Copy every line of the data that contains the string "shadow".
☆ ☆ ☆ ☆ ☆ ☆ ☆
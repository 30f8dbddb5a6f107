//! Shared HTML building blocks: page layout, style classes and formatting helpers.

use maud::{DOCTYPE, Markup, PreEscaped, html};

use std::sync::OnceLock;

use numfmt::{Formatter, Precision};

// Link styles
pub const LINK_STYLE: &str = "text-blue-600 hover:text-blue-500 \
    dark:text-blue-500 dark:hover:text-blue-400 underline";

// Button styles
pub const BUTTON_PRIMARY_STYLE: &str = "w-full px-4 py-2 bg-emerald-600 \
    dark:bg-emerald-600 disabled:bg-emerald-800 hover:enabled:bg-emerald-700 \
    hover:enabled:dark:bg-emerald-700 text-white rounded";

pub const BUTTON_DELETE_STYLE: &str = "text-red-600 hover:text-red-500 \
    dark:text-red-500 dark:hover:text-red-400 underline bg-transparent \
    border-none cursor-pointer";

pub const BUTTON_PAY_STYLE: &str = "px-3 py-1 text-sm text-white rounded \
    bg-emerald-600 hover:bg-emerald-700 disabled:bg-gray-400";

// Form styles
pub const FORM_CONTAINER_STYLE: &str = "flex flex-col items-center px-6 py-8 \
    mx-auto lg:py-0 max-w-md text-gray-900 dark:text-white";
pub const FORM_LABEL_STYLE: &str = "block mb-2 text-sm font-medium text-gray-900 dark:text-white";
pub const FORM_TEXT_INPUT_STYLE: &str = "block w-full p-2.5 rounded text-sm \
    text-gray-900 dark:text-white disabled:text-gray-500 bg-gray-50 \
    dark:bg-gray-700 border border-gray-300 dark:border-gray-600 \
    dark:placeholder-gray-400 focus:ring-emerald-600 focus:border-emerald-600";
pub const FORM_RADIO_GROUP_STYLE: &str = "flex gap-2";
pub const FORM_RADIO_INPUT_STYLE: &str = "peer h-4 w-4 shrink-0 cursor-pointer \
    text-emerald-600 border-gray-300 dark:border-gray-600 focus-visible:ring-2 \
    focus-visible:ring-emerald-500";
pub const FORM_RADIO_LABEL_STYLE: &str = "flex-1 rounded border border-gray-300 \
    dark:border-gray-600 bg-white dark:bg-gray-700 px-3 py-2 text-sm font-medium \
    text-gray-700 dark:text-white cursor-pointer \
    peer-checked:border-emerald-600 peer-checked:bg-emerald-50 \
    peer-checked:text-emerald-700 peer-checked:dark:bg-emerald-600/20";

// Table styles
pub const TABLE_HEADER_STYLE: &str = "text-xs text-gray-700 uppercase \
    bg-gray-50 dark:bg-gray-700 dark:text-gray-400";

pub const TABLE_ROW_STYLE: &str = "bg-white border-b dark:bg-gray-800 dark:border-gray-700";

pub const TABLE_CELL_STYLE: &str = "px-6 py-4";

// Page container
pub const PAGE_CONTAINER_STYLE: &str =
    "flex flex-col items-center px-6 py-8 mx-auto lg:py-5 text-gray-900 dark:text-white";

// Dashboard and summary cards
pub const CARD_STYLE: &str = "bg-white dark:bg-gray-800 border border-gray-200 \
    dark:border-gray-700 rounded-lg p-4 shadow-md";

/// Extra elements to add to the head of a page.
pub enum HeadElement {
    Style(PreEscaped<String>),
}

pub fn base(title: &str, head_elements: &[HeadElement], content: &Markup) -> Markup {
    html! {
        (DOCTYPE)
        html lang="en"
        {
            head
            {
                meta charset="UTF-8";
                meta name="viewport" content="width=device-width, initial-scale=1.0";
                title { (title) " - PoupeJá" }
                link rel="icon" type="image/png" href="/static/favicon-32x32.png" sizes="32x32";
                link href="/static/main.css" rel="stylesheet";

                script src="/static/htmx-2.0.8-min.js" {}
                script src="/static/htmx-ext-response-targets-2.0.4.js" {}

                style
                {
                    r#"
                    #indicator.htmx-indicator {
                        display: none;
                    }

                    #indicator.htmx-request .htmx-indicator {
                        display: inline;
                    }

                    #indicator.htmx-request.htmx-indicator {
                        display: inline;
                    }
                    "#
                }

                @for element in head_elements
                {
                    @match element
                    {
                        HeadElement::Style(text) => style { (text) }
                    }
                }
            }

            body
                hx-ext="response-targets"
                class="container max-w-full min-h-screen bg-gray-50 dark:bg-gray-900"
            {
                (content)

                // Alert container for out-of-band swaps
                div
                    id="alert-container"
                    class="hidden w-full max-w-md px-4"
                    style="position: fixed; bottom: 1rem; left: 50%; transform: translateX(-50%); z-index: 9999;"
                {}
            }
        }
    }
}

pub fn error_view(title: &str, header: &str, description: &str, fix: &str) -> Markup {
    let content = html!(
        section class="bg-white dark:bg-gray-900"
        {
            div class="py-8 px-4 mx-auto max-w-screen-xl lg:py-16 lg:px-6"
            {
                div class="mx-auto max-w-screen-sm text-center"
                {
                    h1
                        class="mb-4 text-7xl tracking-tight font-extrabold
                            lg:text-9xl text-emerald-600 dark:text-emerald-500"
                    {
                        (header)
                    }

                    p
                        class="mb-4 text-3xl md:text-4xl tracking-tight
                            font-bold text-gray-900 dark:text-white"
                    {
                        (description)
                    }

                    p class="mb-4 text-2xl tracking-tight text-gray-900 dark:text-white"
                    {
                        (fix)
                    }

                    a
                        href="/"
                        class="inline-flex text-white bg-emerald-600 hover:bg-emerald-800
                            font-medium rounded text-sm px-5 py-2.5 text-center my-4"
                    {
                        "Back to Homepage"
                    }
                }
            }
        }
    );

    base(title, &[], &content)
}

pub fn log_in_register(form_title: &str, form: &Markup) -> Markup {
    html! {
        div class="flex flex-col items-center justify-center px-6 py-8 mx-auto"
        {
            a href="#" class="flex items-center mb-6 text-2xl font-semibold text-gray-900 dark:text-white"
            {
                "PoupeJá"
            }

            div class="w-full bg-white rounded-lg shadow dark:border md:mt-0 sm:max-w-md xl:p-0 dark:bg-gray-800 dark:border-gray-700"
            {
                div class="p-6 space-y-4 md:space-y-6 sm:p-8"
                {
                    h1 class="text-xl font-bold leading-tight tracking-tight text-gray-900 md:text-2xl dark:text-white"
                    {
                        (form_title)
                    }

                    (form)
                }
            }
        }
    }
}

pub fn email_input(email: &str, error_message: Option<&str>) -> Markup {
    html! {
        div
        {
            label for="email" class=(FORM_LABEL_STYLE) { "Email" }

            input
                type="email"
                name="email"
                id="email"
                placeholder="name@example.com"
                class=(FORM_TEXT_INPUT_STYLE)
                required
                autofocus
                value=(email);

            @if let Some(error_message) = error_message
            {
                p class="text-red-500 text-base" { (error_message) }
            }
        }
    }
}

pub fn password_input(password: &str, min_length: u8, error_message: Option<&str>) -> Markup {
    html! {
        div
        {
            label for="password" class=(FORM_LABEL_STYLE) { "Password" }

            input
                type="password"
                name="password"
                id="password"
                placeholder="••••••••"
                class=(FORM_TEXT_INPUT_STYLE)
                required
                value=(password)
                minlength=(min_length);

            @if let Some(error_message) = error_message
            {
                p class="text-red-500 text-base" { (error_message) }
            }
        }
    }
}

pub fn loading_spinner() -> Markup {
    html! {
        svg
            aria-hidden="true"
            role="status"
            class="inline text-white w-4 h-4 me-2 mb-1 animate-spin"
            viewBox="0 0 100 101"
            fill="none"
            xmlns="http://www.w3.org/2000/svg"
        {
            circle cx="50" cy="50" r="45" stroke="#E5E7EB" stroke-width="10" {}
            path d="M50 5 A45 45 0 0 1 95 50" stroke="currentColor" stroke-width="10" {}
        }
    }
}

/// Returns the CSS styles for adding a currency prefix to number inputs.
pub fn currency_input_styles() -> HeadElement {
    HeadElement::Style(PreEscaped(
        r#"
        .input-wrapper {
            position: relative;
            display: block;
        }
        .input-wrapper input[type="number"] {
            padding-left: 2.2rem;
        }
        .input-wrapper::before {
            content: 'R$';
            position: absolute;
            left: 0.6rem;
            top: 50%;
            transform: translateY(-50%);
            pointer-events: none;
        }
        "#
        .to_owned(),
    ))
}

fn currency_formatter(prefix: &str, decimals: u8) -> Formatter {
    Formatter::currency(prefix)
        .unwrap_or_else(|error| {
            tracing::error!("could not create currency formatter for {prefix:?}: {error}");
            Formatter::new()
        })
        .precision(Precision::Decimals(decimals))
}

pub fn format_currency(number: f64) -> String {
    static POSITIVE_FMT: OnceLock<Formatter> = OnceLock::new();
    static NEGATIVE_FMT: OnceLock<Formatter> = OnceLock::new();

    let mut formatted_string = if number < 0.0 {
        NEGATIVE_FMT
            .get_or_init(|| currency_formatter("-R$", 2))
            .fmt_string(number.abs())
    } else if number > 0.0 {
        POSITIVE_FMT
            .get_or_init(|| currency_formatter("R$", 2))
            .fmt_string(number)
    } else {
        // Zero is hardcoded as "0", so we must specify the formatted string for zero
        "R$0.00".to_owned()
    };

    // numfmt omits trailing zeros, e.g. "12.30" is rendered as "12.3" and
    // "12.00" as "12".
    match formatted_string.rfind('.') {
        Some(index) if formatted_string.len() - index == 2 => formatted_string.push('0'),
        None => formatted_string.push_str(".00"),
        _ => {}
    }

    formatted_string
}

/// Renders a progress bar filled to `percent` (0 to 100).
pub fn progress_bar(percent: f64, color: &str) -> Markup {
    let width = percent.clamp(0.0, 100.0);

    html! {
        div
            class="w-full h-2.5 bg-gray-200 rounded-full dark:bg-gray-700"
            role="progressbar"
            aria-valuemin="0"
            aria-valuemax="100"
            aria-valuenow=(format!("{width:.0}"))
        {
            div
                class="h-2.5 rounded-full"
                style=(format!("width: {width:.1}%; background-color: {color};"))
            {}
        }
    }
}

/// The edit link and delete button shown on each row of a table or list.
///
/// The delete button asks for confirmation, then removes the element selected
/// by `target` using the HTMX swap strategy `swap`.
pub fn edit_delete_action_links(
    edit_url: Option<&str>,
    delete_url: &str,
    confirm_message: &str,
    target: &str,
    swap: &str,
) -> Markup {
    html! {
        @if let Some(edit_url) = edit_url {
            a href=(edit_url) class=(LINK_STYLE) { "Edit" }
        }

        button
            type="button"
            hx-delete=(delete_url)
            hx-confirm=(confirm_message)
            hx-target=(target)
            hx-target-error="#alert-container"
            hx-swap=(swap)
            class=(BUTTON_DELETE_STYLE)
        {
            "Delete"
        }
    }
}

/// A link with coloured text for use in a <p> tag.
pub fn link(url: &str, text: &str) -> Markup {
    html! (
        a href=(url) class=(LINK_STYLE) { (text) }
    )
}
☆ ☆ ☆ ☆ ☆ ☆ ☆
- [Exercise answer]
    dark:border-gray-700 rounded-lg p-4 shadow-md";
            div class="w-full bg-white rounded-lg shadow dark:border md:mt-0 sm:max-w-md xl:p-0 dark:bg-gray-800 dark:border-gray-700"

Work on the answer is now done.